> [Work item]
Pull each line containing "Releasing" out of the data and copy it.
Segment Open
//! Seek coalescing
//!
//! At most one seek is in flight at the engine. Requests arriving while one
//! is in flight overwrite a single pending slot; when the engine reports the
//! seek processed, the pending target (if any) is issued next.

use serde::{Deserialize, Serialize};
use tracing::debug;

/// Seek state machine
#[derive(Debug, Clone, Copy, PartialEq, Eq, Default, Serialize, Deserialize)]
#[serde(rename_all = "snake_case", tag = "state")]
pub enum SeekState {
    #[default]
    Idle,
    InFlight {
        target: i64,
    },
    InFlightWithPending {
        in_flight: i64,
        pending: i64,
    },
}

/// What the caller must do after a request
#[derive(Debug, Clone, Copy, PartialEq, Eq)]
pub enum SeekDecision {
    /// Issue this seek to the engine now
    Issue(i64),
    /// Stored as pending; `superseded` is the pending target it replaced
    Coalesced { superseded: Option<i64> },
}

/// A clamped seek target
#[derive(Debug, Clone, Copy, PartialEq, Eq)]
pub struct SeekTarget {
    pub position_ms: i64,
    /// The request was at or beyond the end of the media
    pub reached_end: bool,
}

impl SeekTarget {
    /// Clamp a requested position into `[0, duration]`
    pub fn clamp(target_ms: i64, duration_ms: i64) -> Self {
        if target_ms >= duration_ms {
            Self {
                position_ms: duration_ms.max(0),
                reached_end: true,
            }
        } else {
            Self {
                position_ms: target_ms.max(0),
                reached_end: false,
            }
        }
    }
}

/// Per-session seek coordinator
#[derive(Debug, Clone, Default)]
pub struct SeekCoordinator {
    state: SeekState,
}

impl SeekCoordinator {
    pub fn new() -> Self {
        Self::default()
    }

    pub fn state(&self) -> SeekState {
        self.state
    }

    pub fn is_idle(&self) -> bool {
        self.state == SeekState::Idle
    }

    /// Most recent target requested and not yet processed
    pub fn last_requested(&self) -> Option<i64> {
        match self.state {
            SeekState::Idle => None,
            SeekState::InFlight { target } => Some(target),
            SeekState::InFlightWithPending { pending, .. } => Some(pending),
        }
    }

    /// Register a (clamped) seek request
    pub fn request(&mut self, target: i64) -> SeekDecision {
        let (next, decision) = match self.state {
            SeekState::Idle => (SeekState::InFlight { target }, SeekDecision::Issue(target)),
            SeekState::InFlight { target: in_flight } => (
                SeekState::InFlightWithPending {
                    in_flight,
                    pending: target,
                },
                SeekDecision::Coalesced { superseded: None },
            ),
            SeekState::InFlightWithPending { in_flight, pending } => (
                SeekState::InFlightWithPending {
                    in_flight,
                    pending: target,
                },
                SeekDecision::Coalesced {
                    superseded: Some(pending),
                },
            ),
        };
        debug!(from = ?self.state, to = ?next, "Seek requested");
        self.state = next;
        decision
    }

    /// Engine finished the in-flight seek; returns the next target to issue
    pub fn on_seek_processed(&mut self) -> Option<i64> {
        let (next, issue) = match self.state {
            SeekState::Idle => (SeekState::Idle, None),
            SeekState::InFlight { .. } => (SeekState::Idle, None),
            SeekState::InFlightWithPending { pending, .. } => {
                (SeekState::InFlight { target: pending }, Some(pending))
            }
        };
        self.state = next;
        issue
    }

    /// Forget everything (stop, new session, rejected seek)
    pub fn reset(&mut self) {
        self.state = SeekState::Idle;
    }
}
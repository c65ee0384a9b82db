//! Output surface binding
//!
//! A session holds at most one output surface at a time. Binding:
//! - detaches any attached surface provider
//! - sends one `SetSurface` message per video renderer
//! - uses blocking delivery when a different surface replaces an active one,
//!   then releases the old surface if the session owned it
//! - starts a new bind generation, so every bind (including a rebind of the
//!   same surface) yields exactly one first-frame notification

use crate::{
    engine::{EngineMessage, PlaybackEngine},
    events::Dispatch,
    renderer::{RendererId, RendererMessage},
    Error, Result,
};
use serde::{Deserialize, Serialize};
use std::sync::atomic::{AtomicU64, Ordering};
use std::sync::Arc;
use tokio::sync::mpsc;
use tracing::{debug, info, warn};

static NEXT_SURFACE_ID: AtomicU64 = AtomicU64::new(1);

/// Process-unique surface identity
#[derive(Debug, Clone, Copy, PartialEq, Eq, Hash, PartialOrd, Ord, Serialize, Deserialize)]
pub struct SurfaceId(pub u64);

impl SurfaceId {
    fn next() -> Self {
        Self(NEXT_SURFACE_ID.fetch_add(1, Ordering::Relaxed))
    }
}

impl std::fmt::Display for SurfaceId {
    fn fmt(&self, f: &mut std::fmt::Formatter<'_>) -> std::fmt::Result {
        write!(f, "surface#{}", self.0)
    }
}

/// A platform output surface
pub trait OutputSurface: Send + Sync {
    /// Free the underlying buffer queue
    fn release(&self);
}

/// Clonable handle to an output surface; identity is the `SurfaceId`
#[derive(Clone)]
pub struct SurfaceHandle {
    id: SurfaceId,
    inner: Arc<dyn OutputSurface>,
}

impl SurfaceHandle {
    pub fn new(surface: impl OutputSurface + 'static) -> Self {
        Self::from_arc(Arc::new(surface))
    }

    pub fn from_arc(inner: Arc<dyn OutputSurface>) -> Self {
        Self {
            id: SurfaceId::next(),
            inner,
        }
    }

    pub fn id(&self) -> SurfaceId {
        self.id
    }

    pub fn release(&self) {
        self.inner.release();
    }
}

impl PartialEq for SurfaceHandle {
    fn eq(&self, other: &Self) -> bool {
        self.id == other.id
    }
}

impl Eq for SurfaceHandle {}

impl std::fmt::Debug for SurfaceHandle {
    fn fmt(&self, f: &mut std::fmt::Formatter<'_>) -> std::fmt::Result {
        f.debug_tuple("SurfaceHandle").field(&self.id.0).finish()
    }
}

/// Lifecycle notifications pushed by a surface provider
#[derive(Debug, Clone)]
pub enum SurfaceLifecycle {
    /// A (new) surface is ready for rendering
    Available(SurfaceHandle),
    /// The provider's surface is gone
    Destroyed,
}

/// Channel end handed to an attached provider
#[derive(Debug, Clone)]
pub struct SurfaceEventSink {
    epoch: u64,
    tx: mpsc::UnboundedSender<Dispatch>,
}

impl SurfaceEventSink {
    pub fn emit(&self, event: SurfaceLifecycle) {
        let _ = self.tx.send(Dispatch::Surface {
            epoch: self.epoch,
            event,
        });
    }
}

/// A windowing source that owns surface lifecycle (view, texture, holder)
pub trait SurfaceProvider: Send + Sync {
    /// Surface currently available, if any
    fn current(&self) -> Option<SurfaceHandle>;

    /// Whether surfaces from this provider are released by the session
    fn owns_surfaces(&self) -> bool;

    /// Start delivering lifecycle events
    fn attach(&self, sink: SurfaceEventSink);

    /// Stop delivering lifecycle events
    fn detach(&self);
}

/// The session's single surface slot
#[derive(Debug, Clone, Default)]
pub struct SurfaceSlot {
    pub surface: Option<SurfaceHandle>,
    pub owns_surface: bool,
}

/// Video renderers a bind addresses, and the engine that delivers to them
#[derive(Clone, Copy)]
pub struct VideoTargets<'a> {
    pub engine: &'a dyn PlaybackEngine,
    pub renderers: &'a [RendererId],
}

/// Owner of the surface slot and the hand-off protocol
pub struct SurfaceBinder {
    slot: SurfaceSlot,
    provider: Option<Arc<dyn SurfaceProvider>>,
    provider_epoch: u64,
    bind_generation: u64,
    first_frame_reported: bool,
    dispatch: mpsc::UnboundedSender<Dispatch>,
}

impl SurfaceBinder {
    pub(crate) fn new(dispatch: mpsc::UnboundedSender<Dispatch>) -> Self {
        Self {
            slot: SurfaceSlot::default(),
            provider: None,
            provider_epoch: 0,
            bind_generation: 0,
            first_frame_reported: false,
            dispatch,
        }
    }

    pub fn slot(&self) -> &SurfaceSlot {
        &self.slot
    }

    pub fn current(&self) -> Option<&SurfaceHandle> {
        self.slot.surface.as_ref()
    }

    pub fn bind_generation(&self) -> u64 {
        self.bind_generation
    }

    pub fn has_provider(&self) -> bool {
        self.provider.is_some()
    }

    /// Bind a surface (or none) chosen by the caller
    pub async fn bind(
        &mut self,
        targets: Option<VideoTargets<'_>>,
        surface: Option<SurfaceHandle>,
        owns: bool,
    ) -> Result<()> {
        self.detach_provider();
        self.apply(targets, surface, owns).await
    }

    /// Detach every renderer from the current surface
    pub async fn unbind(&mut self, targets: Option<VideoTargets<'_>>) -> Result<()> {
        self.bind(targets, None, false).await
    }

    /// Follow a provider's surface until the next `bind` or `attach_provider`
    pub async fn attach_provider(
        &mut self,
        targets: Option<VideoTargets<'_>>,
        provider: Arc<dyn SurfaceProvider>,
    ) -> Result<()> {
        self.detach_provider();
        self.provider_epoch += 1;
        provider.attach(SurfaceEventSink {
            epoch: self.provider_epoch,
            tx: self.dispatch.clone(),
        });
        let current = provider.current();
        let owns = provider.owns_surfaces();
        self.provider = Some(provider);
        info!(epoch = self.provider_epoch, has_surface = current.is_some(), "Surface provider attached");
        self.apply(targets, current, owns).await
    }

    /// Apply a provider lifecycle event; stale epochs are ignored
    pub(crate) async fn on_provider_event(
        &mut self,
        targets: Option<VideoTargets<'_>>,
        epoch: u64,
        event: SurfaceLifecycle,
    ) -> Result<()> {
        let Some(provider) = &self.provider else {
            return Ok(());
        };
        if epoch != self.provider_epoch {
            debug!(epoch, current = self.provider_epoch, "Dropping stale surface event");
            return Ok(());
        }
        let owns = provider.owns_surfaces();
        match event {
            SurfaceLifecycle::Available(surface) => self.apply(targets, Some(surface), owns).await,
            SurfaceLifecycle::Destroyed => self.apply(targets, None, false).await,
        }
    }

    /// Deliver the slot's surface to a freshly built renderer set
    pub async fn rebind_current(&mut self, targets: VideoTargets<'_>) -> Result<()> {
        if self.slot.surface.is_none() {
            return Ok(());
        }
        let surface = self.slot.surface.clone();
        let owns = self.slot.owns_surface;
        self.apply(Some(targets), surface, owns).await
    }

    /// Record a renderer's first-frame report; true once per bind
    pub fn on_rendered_first_frame(&mut self, surface: SurfaceId, bind_generation: u64) -> bool {
        if bind_generation != self.bind_generation || self.first_frame_reported {
            return false;
        }
        if self.slot.surface.as_ref().map(SurfaceHandle::id) != Some(surface) {
            return false;
        }
        self.first_frame_reported = true;
        true
    }

    /// Release an owned surface and optionally keep an unowned one
    pub fn teardown(&mut self, keep_unowned: bool) {
        if self.slot.owns_surface {
            if let Some(surface) = self.slot.surface.take() {
                debug!(surface = %surface.id(), "Releasing owned surface");
                surface.release();
            }
            self.slot.owns_surface = false;
        } else if !keep_unowned {
            self.slot.surface = None;
        }
        if !keep_unowned {
            self.detach_provider();
        }
    }

    fn detach_provider(&mut self) {
        if let Some(provider) = self.provider.take() {
            provider.detach();
            debug!(epoch = self.provider_epoch, "Surface provider detached");
        }
    }

    async fn apply(
        &mut self,
        targets: Option<VideoTargets<'_>>,
        surface: Option<SurfaceHandle>,
        owns: bool,
    ) -> Result<()> {
        let previous = self.slot.surface.clone();
        let replacing = match (&previous, &surface) {
            (Some(old), new) => new.as_ref() != Some(old),
            (None, _) => false,
        };

        self.bind_generation += 1;
        self.first_frame_reported = false;

        let mut outcome = Ok(());
        if let Some(targets) = targets {
            let messages = EngineMessage::broadcast(
                targets.renderers,
                RendererMessage::SetSurface {
                    surface: surface.clone(),
                    bind_generation: self.bind_generation,
                },
            );
            let sent = if replacing {
                targets.engine.blocking_send_messages(messages).await
            } else {
                targets.engine.send_messages(messages).await
            };
            if let Err(e) = sent {
                if e.is_illegal_state() {
                    warn!(error = %e, "Engine rejected surface messages");
                } else {
                    outcome = Err(Error::from(e));
                }
            }
        }

        if replacing && self.slot.owns_surface {
            if let Some(old) = &previous {
                debug!(surface = %old.id(), "Releasing replaced surface");
                old.release();
            }
        }

        info!(
            surface = ?surface.as_ref().map(SurfaceHandle::id),
            owns,
            blocking = replacing,
            generation = self.bind_generation,
            "Surface bound"
        );
        self.slot = SurfaceSlot {
            surface,
            owns_surface: owns,
        };
        outcome
    }
}

impl std::fmt::Debug for SurfaceBinder {
    fn fmt(&self, f: &mut std::fmt::Formatter<'_>) -> std::fmt::Result {
        f.debug_struct("SurfaceBinder")
            .field("slot", &self.slot)
            .field("provider_attached", &self.provider.is_some())
            .field("bind_generation", &self.bind_generation)
            .finish()
    }
}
Segment Closed
> [Task answer]
                debug!(surface = %surface.id(), "Releasing owned surface");
                debug!(surface = %old.id(), "Releasing replaced surface");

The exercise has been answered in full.